I want to divorce my wife. I don’t feel any interest in her now. I have a daughter from her.

Actually, it all started with arguments with my mother and wife. Both have mistakes, but the problem with my wife is that she shouts and doesn’t have control over her emotions. She threatened me of committing suicide and poisoning my daughter. She beat me in anger in front of her mother, grandmother and sister. She wanted to live separately.

I am an only son, I can’t leave my ailing mother and father. I don’t trust my wife, I am confident now she is suffering from a psychological issue. I offered her to seek the help of a counselor, but she refuses. I feel alone. I am only worried about my daughter, but I feel I can’t continue this relationship. I want to give every happiness to my daughter but I am afraid that I can’t give her this right if her parents live together.

I used to support my wife but her behavior is not acceptable. I am also worried about her mental condition as she said she will commit suicide. What shall I do?

Counselor

Answer


Wife Threatens to Commit Suicide; Shall I Divoce Her?

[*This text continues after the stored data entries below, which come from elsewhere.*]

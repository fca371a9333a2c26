//! Operational endpoints: fleet health dump, raw metrics aggregation, and
//! the admin-triggered reload.

use std::sync::Arc;
use std::time::Duration;

use axum::extract::State;
use axum::http::HeaderMap;
use axum::Json;
use futures::future::join_all;
use serde::Serialize;
use serde_json::{json, Value};

use crate::errors::AppError;
use crate::probe::ModelDescriptor;
use crate::proxy::handler::bearer_token;
use crate::AppState;

/// Budget for each backend's raw `/metrics` fetch; one slow backend must not
/// stall the whole dump.
const METRICS_FETCH_TIMEOUT: Duration = Duration::from_secs(2);

#[derive(Serialize)]
pub struct HealthReport {
    pub servers: Vec<ServerStatus>,
}

#[derive(Serialize)]
pub struct ServerStatus {
    pub url: String,
    pub healthy: bool,
    pub metrics_cached: Option<f64>,
    pub model_cached: Option<ModelDescriptor>,
}

/// `GET /health`: health flag and current cache contents per backend.
pub async fn health(State(state): State<Arc<AppState>>) -> Json<HealthReport> {
    let servers = state
        .registry
        .snapshot()
        .iter()
        .map(|backend| ServerStatus {
            url: backend.url.clone(),
            healthy: state.health.reported_healthy(&backend.url),
            metrics_cached: state.metrics_cache.get(&backend.url),
            model_cached: state.model_cache.get(&backend.url),
        })
        .collect();
    Json(HealthReport { servers })
}

/// `GET /metrics`: each backend's raw Prometheus dump, keyed by URL.
/// Failures become `"Error: <reason>"` strings; no backend blocks another.
pub async fn metrics(State(state): State<Arc<AppState>>) -> Json<Value> {
    let snapshot = state.registry.snapshot();
    let fetches = snapshot.iter().map(|backend| {
        let url = backend.url.clone();
        let client = state.upstream.probe.clone();
        async move {
            let fetched: anyhow::Result<String> = async {
                let response = client
                    .get(format!("{url}/metrics"))
                    .timeout(METRICS_FETCH_TIMEOUT)
                    .send()
                    .await?
                    .error_for_status()?;
                Ok(response.text().await?)
            }
            .await;
            let value = match fetched {
                Ok(text) => Value::String(text),
                Err(err) => {
                    tracing::warn!(backend = %url, error = %err, "metrics dump fetch failed");
                    Value::String(format!("Error: {err}"))
                }
            };
            (url, value)
        }
    });

    let map: serde_json::Map<String, Value> = join_all(fetches).await.into_iter().collect();
    Json(Value::Object(map))
}

/// `POST /reload`: admin-only re-read of config and secrets.
pub async fn reload(
    State(state): State<Arc<AppState>>,
    headers: HeaderMap,
) -> Result<Json<Value>, AppError> {
    let token = bearer_token(&headers).ok_or(AppError::AuthMissing)?;
    let group = {
        let directory = state.directory.load();
        let group = directory
            .group_for_token(token)
            .ok_or(AppError::AuthInvalid)?;
        if !directory.is_admin(group) {
            return Err(AppError::AuthInvalid);
        }
        group.to_string()
    };

    state.reload().map_err(AppError::Reload)?;
    tracing::info!(group = %group, "configuration reloaded");
    Ok(Json(json!({ "status": "reloaded" })))
}
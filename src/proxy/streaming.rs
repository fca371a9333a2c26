//! Streaming relay: non-buffered byte forwarding from an upstream backend.
//!
//! Upstream error statuses are buffered and returned as plain responses.
//! Successful responses stream chunk by chunk; a mid-stream upstream failure
//! is signalled in-band with an SSE error trailer because the status line has
//! already been sent. The upstream response is owned by the relayed stream,
//! so any exit (completion, failure, or the client hanging up and the body
//! being dropped) releases the pooled connection.

use std::convert::Infallible;

use axum::body::Body;
use axum::http::{header, HeaderMap, Method};
use axum::response::Response;
use bytes::Bytes;
use futures::{Stream, StreamExt};

use crate::errors::AppError;

/// Literal trailer emitted when the upstream dies mid-stream.
pub const STREAM_ERROR_TRAILER: &[u8] =
    b"event: error\ndata: {\"error\": \"Streaming interrupted\"}\n\n";

/// Forward a streaming inference request and relay the response bytes as they
/// arrive.
pub async fn relay(
    client: &reqwest::Client,
    method: Method,
    url: &str,
    headers: HeaderMap,
    body: Option<Bytes>,
) -> Result<Response, AppError> {
    let mut request = client.request(method, url).headers(headers);
    if let Some(bytes) = body {
        request = request.body(bytes);
    }
    let upstream = request.send().await.map_err(|err| {
        tracing::warn!(backend = url, error = %err, "streaming upstream unreachable");
        AppError::Upstream(err.to_string())
    })?;

    let status = upstream.status();
    let upstream_headers = upstream.headers().clone();

    // Error responses are finite: read them fully and hand back a plain
    // response so the client sees the real status code.
    if status.as_u16() >= 400 {
        let bytes = upstream
            .bytes()
            .await
            .map_err(|err| AppError::Upstream(err.to_string()))?;
        return build_response(status, &upstream_headers, Body::from(bytes));
    }

    let relayed = guard_stream(upstream.bytes_stream());
    build_response(status, &upstream_headers, Body::from_stream(relayed))
}

/// Pass upstream chunks through; on the first stream error emit the SSE
/// error trailer and end the body. The wrapped stream owns the upstream
/// response, so dropping the body closes the connection.
pub(crate) fn guard_stream<S, E>(upstream: S) -> impl Stream<Item = Result<Bytes, Infallible>>
where
    S: Stream<Item = Result<Bytes, E>>,
    E: std::fmt::Display,
{
    async_stream::stream! {
        futures::pin_mut!(upstream);
        while let Some(chunk) = upstream.next().await {
            match chunk {
                Ok(bytes) => yield Ok(bytes),
                Err(err) => {
                    tracing::warn!(error = %err, "upstream stream interrupted, emitting error trailer");
                    yield Ok(Bytes::from_static(STREAM_ERROR_TRAILER));
                    break;
                }
            }
        }
    }
}

fn build_response(
    status: reqwest::StatusCode,
    upstream_headers: &HeaderMap,
    body: Body,
) -> Result<Response, AppError> {
    let mut response = Response::builder()
        .status(status)
        .body(body)
        .map_err(|err| AppError::Internal(anyhow::anyhow!("response build failed: {err}")))?;
    for (name, value) in upstream_headers {
        if name == header::CONTENT_LENGTH {
            continue;
        }
        response.headers_mut().append(name.clone(), value.clone());
    }
    Ok(response)
}

#[cfg(test)]
mod tests {
    use super::*;
    use futures::stream;

    async fn collect(chunks: Vec<Result<Bytes, String>>) -> Vec<Bytes> {
        guard_stream(stream::iter(chunks))
            .map(|item| item.unwrap())
            .collect()
            .await
    }

    #[tokio::test]
    async fn test_clean_stream_passes_through() {
        let chunks = vec![
            Ok(Bytes::from_static(b"data: one\n\n")),
            Ok(Bytes::from_static(b"data: [DONE]\n\n")),
        ];
        let out = collect(chunks).await;
        assert_eq!(out.len(), 2);
        assert_eq!(&out[0][..], b"data: one\n\n");
        assert_eq!(&out[1][..], b"data: [DONE]\n\n");
    }

    #[tokio::test]
    async fn test_midstream_failure_appends_error_trailer() {
        let chunks = vec![
            Ok(Bytes::from_static(b"data: one\n\n")),
            Ok(Bytes::from_static(b"data: two\n\n")),
            Err("connection reset".to_string()),
        ];
        let out = collect(chunks).await;
        assert_eq!(out.len(), 3);
        assert_eq!(&out[0][..], b"data: one\n\n");
        assert_eq!(&out[1][..], b"data: two\n\n");
        assert_eq!(&out[2][..], STREAM_ERROR_TRAILER);
    }

    #[tokio::test]
    async fn test_stream_ends_after_trailer() {
        // A failure mid-stream must terminate the body even if the source
        // would produce more items afterwards.
        let chunks = vec![
            Err("reset".to_string()),
            Ok(Bytes::from_static(b"data: never\n\n")),
        ];
        let out = collect(chunks).await;
        assert_eq!(out.len(), 1);
        assert_eq!(&out[0][..], STREAM_ERROR_TRAILER);
    }
}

In this counseling answer:

• Seek the services of a lawyer as well as your imam at the Masjid to assist you in either separation and/or divorce.

• I would kindly advise you to call 911 should she have another outburst.


As Salamu Alaykum brother,

Thank you for writing to us. I am truly sorry for all you have been going through with your wife, may Allah grant you ease and mercy in this situation.

karim serageldin & naaila clay

Given all she has done (the abuse, the poisoning of your child, the outrageous temper, and general instability) you have every right to divorce, brother.

It seems you have been going through this for some time now and you have done all that you can. You even tried to get your wife to go to counseling (which she desperately needs) many times and she refused.

As your wife refuses to get help, it is incumbent upon you as a father, a son and a Muslim to ensure your family is safe. As it is now, no one is safe.


Check out this counseling video:


I would kindly advise you to seek the services of a lawyer as well as your imam at the Masjid to assist you in either separation and/or divorce. As she is violent and tried to poison your daughter, she could also be arrested. This is horrific. She needs to leave the home immediately before someone ends up dead. She probably is suffering from a mental illness as you suspect. I would kindly advise you to call 911 should she have another outburst.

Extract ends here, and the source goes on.